The Junkersdorf massacre (3 July 1586) was an incident in the Cologne War of 1583–1588.

==Event==
On Thursday, 3 July 1586, a convoy of about 800 persons, formed in Bergheim to bring travellers from the Duchy of Jülich to the weekly market in Cologne, was ambushed by marauding soldiers near the village of Junkersdorf (now part of Cologne's Third District). At least 108 were killed and over 100 injured.

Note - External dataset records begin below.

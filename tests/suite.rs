#![cfg(unix)]

// Integration suite for the recordbook library and REPL binary: catalog
// generation, dispatch semantics, persistence, and the interactive loop.
mod support;

use anyhow::{Context, Result, bail};
use recordbook::catalog::naming::Verb;
use recordbook::{
    Book, CatalogError, CommandCatalog, CommandTarget, DispatchError, Library, Outcome, ParamRole,
    load_state, save_state,
};
use serde_json::Value;
use std::fs;
use std::io::Read;
use std::process::{Command, Stdio};
use support::{ArchiveBook, ClashBook, recordbook_binary, run, run_err, run_repl, session};
use tempfile::TempDir;

fn records(outcome: Outcome) -> Result<Vec<recordbook::Record>> {
    match outcome {
        Outcome::Records { records, .. } => Ok(records),
        other => bail!("expected records, got {other:?}"),
    }
}

// Every book contributes exactly its four generic commands, with one parameter
// per field (two for update), plus four per-element commands per multi field.
#[test]
fn catalog_lists_generic_and_element_commands_per_book() -> Result<()> {
    let (library, dispatcher) = session();
    let catalog = dispatcher.catalog();
    for book in library.books() {
        let name = book.name();
        let fields = book.schema().fields();
        for verb in Verb::ALL {
            let command = format!("{verb}-{name}");
            let spec = catalog
                .get(&command)
                .with_context(|| format!("missing {command}"))?;
            let expected = if verb == Verb::Update {
                fields.len() * 2
            } else {
                fields.len()
            };
            assert_eq!(spec.params.len(), expected, "{command}");
            assert!(matches!(spec.target, CommandTarget::Record { verb: v, .. } if v == verb));
        }
        for field in book.schema().multi_value_fields() {
            for verb in Verb::ALL {
                let command = format!("{verb}-{name}-{}", field.replace('_', "-"));
                let spec = catalog
                    .get(&command)
                    .with_context(|| format!("missing {command}"))?;
                assert!(spec.takes_key(), "{command}");
            }
        }
        let owned = catalog
            .iter()
            .filter(|spec| spec.owner.as_deref() == Some(name))
            .count();
        let expected = 4 + book.custom_operations().len() + 4 * book.schema().multi_value_fields().len();
        assert_eq!(owned, expected, "commands owned by {name}");
    }
    Ok(())
}

// add then get by first name returns the single stored contact.
#[test]
fn added_contact_is_found_by_search() -> Result<()> {
    let (mut library, dispatcher) = session();
    run(
        &dispatcher,
        &mut library,
        "add-contact firstname=Jane lastname=Doe phone_number=555-1234",
    )?;
    let found = records(run(&dispatcher, &mut library, "get-contact search_firstname=jane")?)?;
    assert_eq!(found.len(), 1);
    assert_eq!(found[0].field("firstname"), Some("Jane"));
    assert_eq!(found[0].entries("phone_number"), ["555-1234"]);
    Ok(())
}

// A repeated delete reports zero, and a search for the deleted record is NotFound.
#[test]
fn delete_is_idempotent() -> Result<()> {
    let (mut library, dispatcher) = session();
    run(&dispatcher, &mut library, "add-contact Jane Doe")?;
    let first = run(&dispatcher, &mut library, "delete-contact search_firstname=Jane")?;
    assert_eq!(
        first,
        Outcome::Affected {
            book: "contact".to_string(),
            verb: Verb::Delete,
            count: 1
        }
    );
    let second = run(&dispatcher, &mut library, "delete-contact search_firstname=Jane")?;
    assert!(matches!(second, Outcome::Affected { count: 0, .. }));
    let missing = run_err(&dispatcher, &mut library, "get-contact search_firstname=Jane");
    assert!(matches!(missing, DispatchError::NotFound(_)));
    Ok(())
}

#[test]
fn unknown_command_is_reported() {
    let (mut library, dispatcher) = session();
    let err = run_err(&dispatcher, &mut library, "foo-bar");
    assert!(matches!(err, DispatchError::UnknownCommand { ref command, .. } if command == "foo-bar"));
    assert!(err.to_string().starts_with("Unknown command: foo-bar"));
}

#[test]
fn blank_input_does_nothing() -> Result<()> {
    let (mut library, dispatcher) = session();
    assert_eq!(run(&dispatcher, &mut library, "")?, Outcome::Silent);
    assert_eq!(run(&dispatcher, &mut library, " \t ")?, Outcome::Silent);
    Ok(())
}

// Updating a multi-valued field replaces its whole sequence.
#[test]
fn update_replaces_multi_valued_field() -> Result<()> {
    let (mut library, dispatcher) = session();
    run(&dispatcher, &mut library, "add-contact Jane Doe phone_number=555-1234")?;
    run(&dispatcher, &mut library, "add-contact-phone-number jane.doe 555-0000")?;
    let updated = run(
        &dispatcher,
        &mut library,
        "update-contact update_phone_number=999 search_firstname=Jane",
    )?;
    assert!(matches!(updated, Outcome::Affected { count: 1, .. }));
    let phones = run(&dispatcher, &mut library, "get-contact-phone-number jane.doe")?;
    assert_eq!(
        phones,
        Outcome::Entries {
            key: "jane.doe".to_string(),
            field: "phone_number".to_string(),
            values: vec!["999".to_string()]
        }
    );
    Ok(())
}

// An update that would merge two records under one key changes nothing.
#[test]
fn update_rejects_key_collisions() -> Result<()> {
    let (mut library, dispatcher) = session();
    run(&dispatcher, &mut library, "add-contact Jane Doe")?;
    run(&dispatcher, &mut library, "add-contact John Doe")?;
    let err = run_err(
        &dispatcher,
        &mut library,
        "update-contact search_firstname=John update_firstname=Jane",
    );
    assert!(matches!(err, DispatchError::Validation(_)));
    let all = records(run(&dispatcher, &mut library, "get-contact")?)?;
    let keys: Vec<&str> = all.iter().map(|record| record.key.as_str()).collect();
    assert_eq!(keys, ["jane.doe", "john.doe"]);

    run(
        &dispatcher,
        &mut library,
        "update-contact search_firstname=John update_firstname=Jim",
    )?;
    let renamed = records(run(&dispatcher, &mut library, "get-contact search_lastname=doe")?)?;
    let keys: Vec<&str> = renamed.iter().map(|record| record.key.as_str()).collect();
    assert_eq!(keys, ["jane.doe", "jim.doe"]);
    Ok(())
}

#[test]
fn update_without_match_is_not_found() {
    let (mut library, dispatcher) = session();
    let err = run_err(
        &dispatcher,
        &mut library,
        "update-note search_title=nothing update_body=x",
    );
    assert!(matches!(err, DispatchError::NotFound(_)));
}

// Required fields and malformed values never reach the store.
#[test]
fn validation_errors_leave_books_untouched() -> Result<()> {
    let (mut library, dispatcher) = session();
    let missing = run_err(&dispatcher, &mut library, "add-contact firstname=Jane");
    assert!(missing.to_string().contains("lastname"));
    let email = run_err(&dispatcher, &mut library, "add-contact Jane Doe email=jane@");
    assert!(matches!(email, DispatchError::Validation(_)));
    run(&dispatcher, &mut library, "add-contact Jane Doe")?;
    let cleared = run_err(
        &dispatcher,
        &mut library,
        "update-contact search_firstname=Jane update_lastname=",
    );
    assert!(matches!(cleared, DispatchError::Validation(_)));
    assert_eq!(library.find("contact").map(|book| book.store().len()), Some(1));
    Ok(())
}

#[test]
fn duplicate_books_make_catalog_construction_fail() -> Result<()> {
    let mut library = Library::with_default_books()?;
    library.register(Box::new(recordbook::books::ContactBook::new()))?;
    let err = CommandCatalog::build(&library).expect_err("duplicate contact book");
    assert!(matches!(err, CatalogError::AmbiguousCollision { ref command, .. } if command == "add-contact"));
    Ok(())
}

// A custom operation may not publish a name a generated command already uses.
#[test]
fn coinciding_generated_names_collide() -> Result<()> {
    let mut library = Library::new();
    library.register(Box::new(recordbook::books::ContactBook::new()))?;
    library.register(Box::new(ClashBook::new()))?;
    let CatalogError::AmbiguousCollision {
        command,
        first,
        second,
    } = CommandCatalog::build(&library).expect_err("clashing names");
    assert_eq!(command, "add-contact");
    assert_eq!(first, "book 'contact'");
    assert_eq!(second, "book 'clash'");
    Ok(())
}

#[test]
fn hidden_operations_stay_out_of_the_catalog() -> Result<()> {
    let mut library = Library::new();
    library.register(Box::new(ArchiveBook::new()))?;
    let catalog = CommandCatalog::build(&library)?;
    assert!(catalog.get("count-archive").is_some());
    assert!(catalog.get("compact-archive").is_none());
    assert!(catalog.iter().all(|spec| !spec.name.contains("compact")));
    let labels: Vec<&str> = catalog
        .get("update-archive-label")
        .context("element command")?
        .labels()
        .collect();
    assert_eq!(labels, ["search_label", "update_label"]);
    assert!(
        catalog
            .get("count-archive")
            .is_some_and(|spec| spec.params.iter().all(|param| param.role == ParamRole::Argument))
    );
    Ok(())
}

#[test]
fn state_round_trips_through_disk() -> Result<()> {
    let dir = TempDir::new()?;
    let path = dir.path().join("state.json");
    let (mut library, dispatcher) = session();
    run(&dispatcher, &mut library, "add-contact Jane Doe birthday=1990-05-17")?;
    run(&dispatcher, &mut library, "add-contact-phone-number jane.doe 555-1234")?;
    run(&dispatcher, &mut library, "add-note title=Groceries tag=home body=milk")?;
    save_state(&library, &path)?;

    let mut restored = Library::with_default_books()?;
    assert_eq!(load_state(&mut restored, &path)?, 2);
    for name in ["contact", "note"] {
        let before: Vec<_> = library.find(name).context("book")?.store().iter().cloned().collect();
        let after: Vec<_> = restored.find(name).context("book")?.store().iter().cloned().collect();
        assert_eq!(before, after, "{name}");
    }
    let saved: Value = serde_json::from_str(&fs::read_to_string(&path)?)?;
    assert_eq!(saved["schema_version"], "recordbook_state_v1");
    Ok(())
}

// The binary saves on exit and restores on the next start.
#[test]
fn repl_persists_between_sessions() -> Result<()> {
    let dir = TempDir::new()?;
    let state = dir.path().join("state.json");

    let first = run_repl(
        &state,
        "add-contact firstname=Jane lastname=Doe phone_number=555-1234\n\nfoo-bar\nexit\nget-contact\n",
    )?;
    assert!(first.status.success());
    let stdout = String::from_utf8_lossy(&first.stdout);
    assert!(stdout.contains("add-contact-phone-number <contact> phone_number"));
    assert!(stdout.contains("added contact 'jane.doe'"));
    assert!(stdout.contains("Error: Unknown command: foo-bar"));
    assert!(stdout.contains("Good bye!"));
    assert!(!stdout.contains("jane.doe: "), "commands after exit must not run");
    assert!(state.is_file());

    let second = run_repl(&state, "get-contact search_lastname=doe\n")?;
    assert!(second.status.success());
    let stdout = String::from_utf8_lossy(&second.stdout);
    assert!(stdout.contains("jane.doe: "));
    assert!(stdout.contains("555-1234"));
    Ok(())
}

// A line that is not UTF-8 is reported and skipped; the session goes on and
// still saves.
#[test]
fn repl_skips_lines_that_are_not_utf8() -> Result<()> {
    let dir = TempDir::new()?;
    let state = dir.path().join("state.json");

    let output = run_repl(&state, b"add-note title=Groceries\n\xff\nget-note\nexit\n")?;
    assert!(output.status.success(), "status {:?}", output.status);
    let stdout = String::from_utf8_lossy(&output.stdout);
    let error = stdout
        .find("Error: input is not valid UTF-8")
        .context("invalid line reported")?;
    let listed = stdout.rfind("groceries").context("note listed")?;
    assert!(listed > error, "get-note ran after the bad line:\n{stdout}");
    assert!(stdout.contains("Good bye!"));

    let saved: Value = serde_json::from_str(&fs::read_to_string(&state)?)?;
    assert_eq!(saved["books"]["note"][0]["key"], "groceries");
    Ok(())
}

#[test]
fn repl_prints_catalog_as_json() -> Result<()> {
    let output = Command::new(recordbook_binary()).arg("--catalog").output()?;
    assert!(output.status.success());
    let catalog: Value = serde_json::from_slice(&output.stdout)?;
    let names: Vec<&str> = catalog
        .as_array()
        .context("catalog array")?
        .iter()
        .filter_map(|spec| spec["name"].as_str())
        .collect();
    assert_eq!(&names[..3], ["help", "exit", "close"]);
    assert!(names.contains(&"get-coming-birthdays-from-now"));
    Ok(())
}

#[test]
fn repl_rejects_unknown_flags() -> Result<()> {
    let output = Command::new(recordbook_binary()).arg("--bogus").output()?;
    assert_eq!(output.status.code(), Some(1));
    assert!(String::from_utf8_lossy(&output.stderr).contains("unknown flag: --bogus"));
    Ok(())
}

// Ctrl-C while waiting for input saves state and exits cleanly.
#[test]
fn repl_saves_on_interrupt() -> Result<()> {
    let dir = TempDir::new()?;
    let state = dir.path().join("state.json");
    let mut child = Command::new(recordbook_binary())
        .arg("--state")
        .arg(&state)
        .env_remove("RECORDBOOK_LOG")
        .stdin(Stdio::piped())
        .stdout(Stdio::piped())
        .stderr(Stdio::null())
        .spawn()?;
    let mut stdin = child.stdin.take().context("stdin")?;
    let mut stdout = child.stdout.take().context("stdout")?;

    std::io::Write::write_all(&mut stdin, b"add-note title=Groceries\n")?;
    let mut seen = Vec::new();
    let mut chunk = [0u8; 256];
    while !String::from_utf8_lossy(&seen).contains("added note 'groceries'\n> ") {
        let read = stdout.read(&mut chunk)?;
        if read == 0 {
            bail!("recordbook exited early: {}", String::from_utf8_lossy(&seen));
        }
        seen.extend_from_slice(&chunk[..read]);
    }

    let pid = libc::pid_t::try_from(child.id())?;
    // SAFETY: signalling our own child process.
    assert_eq!(unsafe { libc::kill(pid, libc::SIGINT) }, 0);
    let status = child.wait()?;
    drop(stdin);
    assert!(status.success(), "status {status:?}");

    let saved: Value = serde_json::from_str(&fs::read_to_string(&state)?)?;
    assert_eq!(saved["books"]["note"][0]["key"], "groceries");
    Ok(())
}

In the account of the Cologne diarist Hermann Weinsberg, whose brother-in-law Steffen Horn was injured in the attack, "The ruffians murdered, stabbed and pitifully killed many, plundered the people and the wagons, took some prisoners, horses and booty with them, stripped noble maidens and good folk and left them naked". The perpetrators were soldiers in the service of Archbishop-Elector Ernest of Bavaria, from the garrisons of Worringen and Rodenkirchen.

==Aftermath==
News of the massacre reached the city of Cologne at 2 in the afternoon of 3 July, causing consternation. Many citizens went out with food and drink to tend to the survivors, and the city council ordered taverns to take in survivors, and barber surgeons to treat the wounded. On 4 July the city council ordered the bodies of the slain be buried: 108 bodies were found at the site. On 8 July a spokesman conveyed Ernest of Bavaria's apologies to the city council of Cologne. A number of the leaders of the raid were later hanged, including "a Moor who had before been dear to his electoral grace".

The Flemish engraver Frans Hogenberg, then living in Cologne, produced a print commemorating the slaughter.